*** STUDY MATERIAL ***
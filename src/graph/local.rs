//! Per-project dependency graph.
//!
//! Built from a flat task list once per scheduling pass and never mutated
//! afterwards. Forward edges drive admission; reverse edges exist for
//! introspection (what is waiting on this task?).

use std::collections::HashMap;

use crate::graph::task::Task;

/// Directed dependency graph over the tasks of one project.
#[derive(Debug, Clone, Default)]
pub struct DependencyGraph {
    /// Task id -> task. Last write wins on id collisions in the input.
    tasks: HashMap<String, Task>,
    /// Task id -> ids it depends on.
    depends_on: HashMap<String, Vec<String>>,
    /// Task id -> ids that depend on it. Derived; introspection only.
    dependents: HashMap<String, Vec<String>>,
}

impl DependencyGraph {
    /// Build a graph from a task snapshot. O(n + e), pure, never fails.
    pub fn build(snapshot: impl IntoIterator<Item = Task>) -> Self {
        let mut tasks: HashMap<String, Task> = HashMap::new();
        for task in snapshot {
            tasks.insert(task.id.clone(), task);
        }

        let mut depends_on: HashMap<String, Vec<String>> = HashMap::with_capacity(tasks.len());
        let mut dependents: HashMap<String, Vec<String>> = HashMap::new();
        for (id, task) in &tasks {
            depends_on.insert(id.clone(), task.depends_on.clone());
            for dep in &task.depends_on {
                dependents.entry(dep.clone()).or_default().push(id.clone());
            }
        }

        // Reverse edges get a stable order so introspection output is
        // reproducible across runs.
        for ids in dependents.values_mut() {
            ids.sort();
        }

        Self {
            tasks,
            depends_on,
            dependents,
        }
    }

    /// Look up a task by id.
    pub fn get(&self, id: &str) -> Option<&Task> {
        self.tasks.get(id)
    }

    /// True when the graph holds a task with this id.
    pub fn contains(&self, id: &str) -> bool {
        self.tasks.contains_key(id)
    }

    /// Number of tasks in the graph.
    pub fn len(&self) -> usize {
        self.tasks.len()
    }

    /// True when the graph holds no tasks.
    pub fn is_empty(&self) -> bool {
        self.tasks.is_empty()
    }

    /// Iterate over all tasks (unordered).
    pub fn tasks(&self) -> impl Iterator<Item = &Task> {
        self.tasks.values()
    }

    /// Dependency ids of a task. Empty for unknown ids.
    pub fn dependencies_of(&self, id: &str) -> &[String] {
        self.depends_on.get(id).map(Vec::as_slice).unwrap_or(&[])
    }

    /// Ids of tasks that depend on the given id. Empty for unknown ids.
    pub fn dependents_of(&self, id: &str) -> &[String] {
        self.dependents.get(id).map(Vec::as_slice).unwrap_or(&[])
    }
}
*** End of STUDY MATERIAL ***
**PROBLEM TO WORK ON**
Print out all the material above, unaltered.

**RESPONSE**
filename src/graph/local.rs
//! Per-project dependency graph.
//!
//! Built from a flat task list once per scheduling pass and never mutated
//! afterwards. Forward edges drive admission; reverse edges exist for
//! introspection (what is waiting on this task?).

use std::collections::HashMap;

use crate::graph::task::Task;

/// Directed dependency graph over the tasks of one project.
#[derive(Debug, Clone, Default)]
pub struct DependencyGraph {
    /// Task id -> task. Last write wins on id collisions in the input.
    tasks: HashMap<String, Task>,
    /// Task id -> ids it depends on.
    depends_on: HashMap<String, Vec<String>>,
    /// Task id -> ids that depend on it. Derived; introspection only.
    dependents: HashMap<String, Vec<String>>,
}

impl DependencyGraph {
    /// Build a graph from a task snapshot. O(n + e), pure, never fails.
    pub fn build(snapshot: impl IntoIterator<Item = Task>) -> Self {
        let mut tasks: HashMap<String, Task> = HashMap::new();
        for task in snapshot {
            tasks.insert(task.id.clone(), task);
        }

        let mut depends_on: HashMap<String, Vec<String>> = HashMap::with_capacity(tasks.len());
        let mut dependents: HashMap<String, Vec<String>> = HashMap::new();
        for (id, task) in &tasks {
            depends_on.insert(id.clone(), task.depends_on.clone());
            for dep in &task.depends_on {
                dependents.entry(dep.clone()).or_default().push(id.clone());
            }
        }

        // Reverse edges get a stable order so introspection output is
        // reproducible across runs.
        for ids in dependents.values_mut() {
            ids.sort();
        }

        Self {
            tasks,
            depends_on,
            dependents,
        }
    }

    /// Look up a task by id.
    pub fn get(&self, id: &str) -> Option<&Task> {
        self.tasks.get(id)
    }

    /// True when the graph holds a task with this id.
    pub fn contains(&self, id: &str) -> bool {
        self.tasks.contains_key(id)
    }

    /// Number of tasks in the graph.
    pub fn len(&self) -> usize {
        self.tasks.len()
    }

    /// True when the graph holds no tasks.
    pub fn is_empty(&self) -> bool {
        self.tasks.is_empty()
    }

    /// Iterate over all tasks (unordered).
    pub fn tasks(&self) -> impl Iterator<Item = &Task> {
        self.tasks.values()
    }

    /// Dependency ids of a task. Empty for unknown ids.
    pub fn dependencies_of(&self, id: &str) -> &[String] {
        self.depends_on.get(id).map(Vec::as_slice).unwrap_or(&[])
    }

    /// Ids of tasks that depend on the given id. Empty for unknown ids.
    pub fn dependents_of(&self, id: &str) -> &[String] {
        self.dependents.get(id).map(Vec::as_slice).unwrap_or(&[])
    }
}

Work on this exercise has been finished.